From early times, Mystery Plays or Miracle Plays re-enacted scriptural events (and events in a saint’s life) as a way of teaching the truths of the faith. Some of these were elaborate productions, requiring three days’ performance.

The form best known today is the Passion Play which depicts the death and resurrection of Jesus. The most famous is performed at Oberammergau, a Bavarian village about 60 miles southwest of Munich.

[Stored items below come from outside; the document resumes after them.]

//! Observability infrastructure for metrics and logging
//!
//! - [`logging`]: tracing subscriber installation
//! - [`metrics`]: thread-safe sync counters and batch timings
//!
//! Every record method returns `MetricsResult<()>` and callers log failures
//! through `log_metric` helpers instead of propagating them. All mutex locks
//! recover from poisoning:
//!
//! ```rust
//! use regsync_infra::observability::metrics::SyncMetrics;
//!
//! let metrics = SyncMetrics::new();
//! if let Err(e) = metrics.record_operation_started() {
//!     tracing::warn!("Failed to record metric: {}", e);
//! }
//! ```

pub mod logging;
pub mod metrics;

pub use logging::init_tracing;

/// Metrics error type
///
/// Recording currently always succeeds; the result type leaves room for
/// quotas without breaking callers.
#[derive(Debug, thiserror::Error)]
pub enum MetricsError {
    /// Empty data set - cannot calculate aggregate metric
    #[error("Empty data: cannot calculate {metric}")]
    EmptyData {
        /// Metric name that failed (e.g., "P95", "average")
        metric: &'static str,
    },

    /// Counter overflowed its storage type
    #[error("Counter overflow for metric '{metric}'")]
    Overflow {
        /// Metric name
        metric: &'static str,
    },
}

/// Result type for metrics operations
pub type MetricsResult<T> = Result<T, MetricsError>;

/// Log a failed metric recording; never propagates.
pub(crate) fn log_metric(result: MetricsResult<()>, metric: &'static str) {
    if let Err(err) = result {
        tracing::warn!(metric = metric, error = ?err, "Failed to record metric");
    }
}
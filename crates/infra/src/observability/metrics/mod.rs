//! Metrics collection modules
//!
//! Thread-safe metrics for the sync subsystems.

pub mod sync;

pub use sync::{SyncMetrics, SyncStats};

Because of an outbreak of the bubonic plague in the 17th century, the people of Oberammergau prayed to be spared and vowed that the whole community would every ten years, stage a massive production that would present the story of Christ’s death and resurrection to the world. The town was spared from the plague, and the tradition of the Oberammergau Passion Play was born. It first performance was in 1634,

The play is performed on an open stage with seating for nearly 5,000 spectators. Members of the huge cast (there are 1,700 parts) must be Oberammergau natives, or have lived there for ten years.

The play lasts a whole day, with a three-hour break for lunch. The play is performed five times a week, running for several months. The most recent production took place May 22 to October 8, 2000.

* * * * * *

Josef Meier first performed the Passion Play in the United States in 1932. In 1939, his company settled in South Dakota’s Black Hills where the play is performed each summer.


76 posted on 03/27/2007 8:27:12 PM PDT by Salvation (" With God all things are possible. ")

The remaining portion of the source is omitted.